*** Opening of Supplied material ***

//! Directory manifest emitter.
//!
//! One JSON document per destination tree, enumerating every preserved file
//! with its hash, size, and mtime, sorted by path.

use std::path::{Path, PathBuf};

use chrono::{DateTime, Utc};
use serde::{Deserialize, Serialize};

use crate::error::{IngestError, Result};

#[derive(Debug, Clone, Serialize, Deserialize)]
pub struct ManifestEntry {
    pub path: String,
    pub hash: String,
    pub size: u64,
    #[serde(skip_serializing_if = "Option::is_none")]
    pub mtime: Option<DateTime<Utc>>,
}

#[derive(Debug, Clone, Serialize, Deserialize)]
pub struct Manifest {
    pub version: u32,
    pub generated: DateTime<Utc>,
    pub algorithm: String,
    pub hash_length: u32,
    pub root: PathBuf,
    pub file_count: u64,
    pub total_bytes: u64,
    pub files: Vec<ManifestEntry>,
}

/// A single ingested file feeding the manifest, decoupled from [`crate::model::FileState`]
/// so the manifest emitter does not depend on pipeline-internal status.
pub struct ManifestInput {
    pub relative_path: PathBuf,
    pub hash: String,
    pub size: u64,
    pub mtime: Option<DateTime<Utc>>,
}

/// Build a manifest from the given inputs. `hash_length` should be 16 when
/// entries carry a truncated BLAKE3 short hash, 64 for the full digest.
pub fn build(root: &Path, inputs: &[ManifestInput], hash_length: u32, generated: DateTime<Utc>) -> Manifest {
    let mut files: Vec<ManifestEntry> = inputs
        .iter()
        .map(|i| ManifestEntry {
            path: i.relative_path.to_string_lossy().replace('\\', "/"),
            hash: i.hash.clone(),
            size: i.size,
            mtime: i.mtime,
        })
        .collect();
    files.sort_by(|a, b| a.path.as_bytes().cmp(b.path.as_bytes()));

    let total_bytes = files.iter().map(|f| f.size).sum();
    Manifest {
        version: 1,
        generated,
        algorithm: "blake3".to_string(),
        hash_length,
        root: root.to_path_buf(),
        file_count: files.len() as u64,
        total_bytes,
        files,
    }
}

pub fn write(manifest: &Manifest, path: &Path) -> Result<()> {
    let json = serde_json::to_vec_pretty(manifest).map_err(|e| IngestError::Other(e.to_string()))?;
    std::fs::write(path, json).map_err(|source| IngestError::Write {
        path: path.to_path_buf(),
        source,
    })
}

pub fn read(path: &Path) -> Result<Manifest> {
    let content = std::fs::read_to_string(path).map_err(|source| IngestError::Read {
        path: path.to_path_buf(),
        source,
    })?;
    serde_json::from_str(&content).map_err(|e| IngestError::Other(e.to_string()))
}

#[cfg(test)]
mod tests;
use super::*;
use crate::model::HashAlgorithm;

#[test]
fn blake3_of_empty_file_matches_known_digest() {
    let dir = tempfile::tempdir().unwrap();
    let path = dir.path().join("empty.bin");
    std::fs::write(&path, b"").unwrap();
    let h = hash_file(HashAlgorithm::Blake3, &path).unwrap();
    assert_eq!(h, blake3::hash(b"").to_hex().to_string());
}

#[test]
fn blake3_short_is_prefix_of_full() {
    let dir = tempfile::tempdir().unwrap();
    let path = dir.path().join("f.bin");
    std::fs::write(&path, b"hello\n").unwrap();
    let full = hash_file(HashAlgorithm::Blake3, &path).unwrap();
    let short = hash_file(HashAlgorithm::Blake3Short, &path).unwrap();
    assert_eq!(short, &full[..16]);
    assert_eq!(short.len(), 16);
}

#[test]
fn hashing_twice_is_deterministic() {
    let dir = tempfile::tempdir().unwrap();
    let path = dir.path().join("f.bin");
    std::fs::write(&path, vec![9u8; 200_000]).unwrap();
    let a = hash_file(HashAlgorithm::Sha256, &path).unwrap();
    let b = hash_file(HashAlgorithm::Sha256, &path).unwrap();
    assert_eq!(a, b);
}

#[test]
fn hash_all_agrees_with_individual_hashes() {
    let dir = tempfile::tempdir().unwrap();
    let path = dir.path().join("f.bin");
    std::fs::write(&path, b"some content for hashing").unwrap();

    let all = hash_all(&path).unwrap();
    assert_eq!(all.blake3_full, hash_file(HashAlgorithm::Blake3, &path).unwrap());
    assert_eq!(all.sha256, hash_file(HashAlgorithm::Sha256, &path).unwrap());
    assert_eq!(all.sha512, hash_file(HashAlgorithm::Sha512, &path).unwrap());
    assert_eq!(all.blake3_short, short_hash(&all.blake3_full));
}

#[test]
fn large_file_crosses_mmap_threshold() {
    let dir = tempfile::tempdir().unwrap();
    let path = dir.path().join("big.bin");
    let content = vec![3u8; crate::common::io::MMAP_THRESHOLD as usize + 1];
    std::fs::write(&path, &content).unwrap();

    let via_mmap_path = hash_file(HashAlgorithm::Blake3, &path).unwrap();
    let via_direct = blake3::hash(&content).to_hex().to_string();
    assert_eq!(via_mmap_path, via_direct);
}

#[test]
fn hex_table_matches_format_macro() {
    let bytes = [0u8, 1, 15, 16, 255];
    let expected: String = bytes.iter().map(|b| format!("{:02x}", b)).collect();
    assert_eq!(hex_encode(&bytes), expected);
}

*** Close of Supplied material ***

» **Assignment**:
Search the data above for the word "ManifestEntry". Copy each line it is in.

» **Response to this task**:
pub struct ManifestEntry {
    pub files: Vec<ManifestEntry>,
    let mut files: Vec<ManifestEntry> = inputs
        .map(|i| ManifestEntry {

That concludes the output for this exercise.